▶ **EXTRACTED INFORMATION**
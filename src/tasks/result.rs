//! # Task result value.
//!
//! [`TaskResult`] is what every execution produces, whether the handler returned
//! normally, reported its own error, or panicked.
//!
//! Both fields are public and **not** mutually exclusive at the type level:
//! - success: `data = Some(..)`, `error = None`
//! - failure: `data = None`, `error = Some(..)`
//!
//! A result is built whole and then moved to its single consumer; nobody observes
//! a half-written result.

use crate::error::TaskError;

/// Outcome of one task execution.
#[derive(Debug, Clone, PartialEq)]
pub struct TaskResult<T> {
    /// Payload produced by the handler.
    pub data: Option<T>,
    /// Error reported by the handler or produced at the task boundary.
    pub error: Option<TaskError>,
}

impl<T> TaskResult<T> {
    /// Successful result carrying `data`.
    pub fn ok(data: T) -> Self {
        Self {
            data: Some(data),
            error: None,
        }
    }

    /// Failed result carrying `error` and no data.
    pub fn err(error: TaskError) -> Self {
        Self {
            data: None,
            error: Some(error),
        }
    }

    /// Handler-reported failure with a message ([`TaskError::Fail`]).
    pub fn fail(message: impl Into<String>) -> Self {
        Self::err(TaskError::fail(message))
    }

    /// `true` when no error is set.
    #[inline]
    pub fn is_ok(&self) -> bool {
        self.error.is_none()
    }

    /// `true` when an error is set (data may still be present).
    #[inline]
    pub fn is_err(&self) -> bool {
        self.error.is_some()
    }

    /// Converts into a `Result`, letting the error win when both fields are set.
    pub fn into_result(self) -> Result<Option<T>, TaskError> {
        match self.error {
            Some(e) => Err(e),
            None => Ok(self.data),
        }
    }
}

impl<T> Default for TaskResult<T> {
    /// Both fields empty.
    fn default() -> Self {
        Self {
            data: None,
            error: None,
        }
    }
}

impl<T> From<Result<T, TaskError>> for TaskResult<T> {
    fn from(res: Result<T, TaskError>) -> Self {
        match res {
            Ok(data) => Self::ok(data),
            Err(e) => Self::err(e),
        }
    }
}
//! # Non-blocking event fan-out to multiple subscribers.
//!
//! ```text
//! emit(event)
//!     │
//!     ├──► [queue 1] ──► worker 1 ──► subscriber1.on_event()
//!     │    (bounded)         └──────► panic → SubscriberPanicked
//!     └──► [queue N] ──► worker N ──► subscriberN.on_event()
//! ```
//!
//! ## Rules
//! - `emit()` returns immediately (`try_send`).
//! - Per-subscriber FIFO; no ordering across subscribers.
//! - Full or closed queue: event dropped for that subscriber, `SubscriberOverflow` published.
//! - A panicking subscriber is reported as `SubscriberPanicked`; its worker keeps going.
//! - Reports never feed back: a `SubscriberPanicked`/`SubscriberOverflow` event is
//!   not delivered to the subscriber it names, and a panic while handling one is
//!   swallowed instead of republished.

use std::panic::AssertUnwindSafe;
use std::sync::Arc;

use futures::FutureExt;
use tokio::runtime::Handle;
use tokio::sync::mpsc;
use tokio::task::JoinHandle;

use crate::error::TaskError;
use crate::events::{Bus, Event, EventKind};
use crate::subscribers::Subscribe;

struct SubscriberChannel {
    name: &'static str,
    sender: mpsc::Sender<Arc<Event>>,
}

/// Fan-out coordinator for event subscribers.
pub struct SubscriberSet {
    channels: Vec<SubscriberChannel>,
    workers: Vec<JoinHandle<()>>,
    bus: Bus,
}

impl SubscriberSet {
    /// Creates the set and spawns one worker per subscriber on `handle`.
    #[must_use]
    pub fn new(subs: Vec<Arc<dyn Subscribe>>, bus: Bus, handle: &Handle) -> Self {
        let mut channels = Vec::with_capacity(subs.len());
        let mut workers = Vec::with_capacity(subs.len());

        for sub in subs {
            let name = sub.name();
            let (tx, mut rx) = mpsc::channel::<Arc<Event>>(sub.queue_capacity().max(1));
            let worker_bus = bus.clone();

            let worker = handle.spawn(async move {
                while let Some(ev) = rx.recv().await {
                    let fut = sub.on_event(ev.as_ref());
                    if let Err(payload) = AssertUnwindSafe(fut).catch_unwind().await {
                        if ev.is_subscriber_event() {
                            continue;
                        }
                        let info = TaskError::from_panic(payload).to_string();
                        worker_bus.publish(Event::subscriber_panicked(sub.name(), info));
                    }
                }
            });
            channels.push(SubscriberChannel { name, sender: tx });
            workers.push(worker);
        }
        Self {
            channels,
            workers,
            bus,
        }
    }

    /// Emits one event to every subscriber queue.
    ///
    /// Overflow events are not re-reported when they overflow themselves, and
    /// subscriber reports skip the subscriber they are about.
    pub fn emit(&self, event: Event) {
        let is_overflow_evt = matches!(event.kind, EventKind::SubscriberOverflow);
        let origin = event
            .is_subscriber_event()
            .then(|| event.task.clone())
            .flatten();
        let event = Arc::new(event);

        for channel in &self.channels {
            if origin.as_deref() == Some(channel.name) {
                continue;
            }
            let reason = match channel.sender.try_send(Arc::clone(&event)) {
                Ok(()) => continue,
                Err(mpsc::error::TrySendError::Full(_)) => "full",
                Err(mpsc::error::TrySendError::Closed(_)) => "closed",
            };
            if !is_overflow_evt {
                self.bus
                    .publish(Event::subscriber_overflow(channel.name, reason));
            }
        }
    }

    /// Closes all queues and waits for the workers to drain them.
    pub async fn shutdown(self) {
        drop(self.channels);
        for worker in self.workers {
            let _ = worker.await;
        }
    }
}

#[cfg(test)]
mod tests {
    use super::*;
    use async_trait::async_trait;
    use std::sync::Mutex;

    struct Recorder(Mutex<Vec<EventKind>>);

    #[async_trait]
    impl Subscribe for Recorder {
        async fn on_event(&self, ev: &Event) {
            self.0.lock().unwrap().push(ev.kind);
        }
        fn name(&self) -> &'static str {
            "recorder"
        }
    }

    struct Exploder;

    #[async_trait]
    impl Subscribe for Exploder {
        async fn on_event(&self, _ev: &Event) {
            panic!("subscriber blew up");
        }
        fn name(&self) -> &'static str {
            "exploder"
        }
    }

    #[tokio::test]
    async fn test_emit_reaches_every_subscriber_in_order() {
        let bus = Bus::new(16);
        let recorder = Arc::new(Recorder(Mutex::new(Vec::new())));
        let set = SubscriberSet::new(
            vec![recorder.clone() as Arc<dyn Subscribe>],
            bus,
            &Handle::current(),
        );

        set.emit(Event::new(EventKind::TasksetStarting));
        set.emit(Event::new(EventKind::TasksetCompleted));
        set.shutdown().await;

        assert_eq!(
            *recorder.0.lock().unwrap(),
            vec![EventKind::TasksetStarting, EventKind::TasksetCompleted]
        );
    }

    #[tokio::test]
    async fn test_subscriber_panic_is_published() {
        let bus = Bus::new(16);
        let mut rx = bus.subscribe();
        let set = SubscriberSet::new(
            vec![Arc::new(Exploder) as Arc<dyn Subscribe>],
            bus,
            &Handle::current(),
        );

        set.emit(Event::new(EventKind::TaskStarting));
        set.shutdown().await;

        let ev = rx.recv().await.expect("panic event");
        assert_eq!(ev.kind, EventKind::SubscriberPanicked);
        assert_eq!(ev.task.as_deref(), Some("exploder"));
        assert_eq!(ev.reason.as_deref(), Some("subscriber blew up"));
    }

    #[tokio::test]
    async fn test_reports_skip_their_origin() {
        let bus = Bus::new(16);
        let recorder = Arc::new(Recorder(Mutex::new(Vec::new())));
        let set = SubscriberSet::new(
            vec![recorder.clone() as Arc<dyn Subscribe>],
            bus,
            &Handle::current(),
        );

        set.emit(Event::subscriber_panicked("recorder", "own report".into()));
        set.emit(Event::subscriber_panicked("exploder", "other report".into()));
        set.shutdown().await;

        assert_eq!(
            *recorder.0.lock().unwrap(),
            vec![EventKind::SubscriberPanicked]
        );
    }

    #[tokio::test]
    async fn test_panic_on_report_is_not_republished() {
        let bus = Bus::new(16);
        let mut rx = bus.subscribe();
        let set = SubscriberSet::new(
            vec![Arc::new(Exploder) as Arc<dyn Subscribe>],
            bus,
            &Handle::current(),
        );

        set.emit(Event::subscriber_overflow("recorder", "full"));
        set.emit(Event::subscriber_panicked("recorder", "boom".into()));
        set.shutdown().await;

        assert!(rx.try_recv().is_err());
    }
}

▶ **WHAT IS BEING ASKED**
Repeat exactly the lines above, starting with the first line of the records and finishing with the line holding "Both fields empty.". Add no other line.

▶ **ANSWER TO THIS EXERCISE**
filename src/tasks/result.rs
//! # Task result value.
//!
//! [`TaskResult`] is what every execution produces, whether the handler returned
//! normally, reported its own error, or panicked.
//!
//! Both fields are public and **not** mutually exclusive at the type level:
//! - success: `data = Some(..)`, `error = None`
//! - failure: `data = None`, `error = Some(..)`
//!
//! A result is built whole and then moved to its single consumer; nobody observes
//! a half-written result.

use crate::error::TaskError;

/// Outcome of one task execution.
#[derive(Debug, Clone, PartialEq)]
pub struct TaskResult<T> {
    /// Payload produced by the handler.
    pub data: Option<T>,
    /// Error reported by the handler or produced at the task boundary.
    pub error: Option<TaskError>,
}

impl<T> TaskResult<T> {
    /// Successful result carrying `data`.
    pub fn ok(data: T) -> Self {
        Self {
            data: Some(data),
            error: None,
        }
    }

    /// Failed result carrying `error` and no data.
    pub fn err(error: TaskError) -> Self {
        Self {
            data: None,
            error: Some(error),
        }
    }

    /// Handler-reported failure with a message ([`TaskError::Fail`]).
    pub fn fail(message: impl Into<String>) -> Self {
        Self::err(TaskError::fail(message))
    }

    /// `true` when no error is set.
    #[inline]
    pub fn is_ok(&self) -> bool {
        self.error.is_none()
    }

    /// `true` when an error is set (data may still be present).
    #[inline]
    pub fn is_err(&self) -> bool {
        self.error.is_some()
    }

    /// Converts into a `Result`, letting the error win when both fields are set.
    pub fn into_result(self) -> Result<Option<T>, TaskError> {
        match self.error {
            Some(e) => Err(e),
            None => Ok(self.data),
        }
    }
}

impl<T> Default for TaskResult<T> {
    /// Both fields empty.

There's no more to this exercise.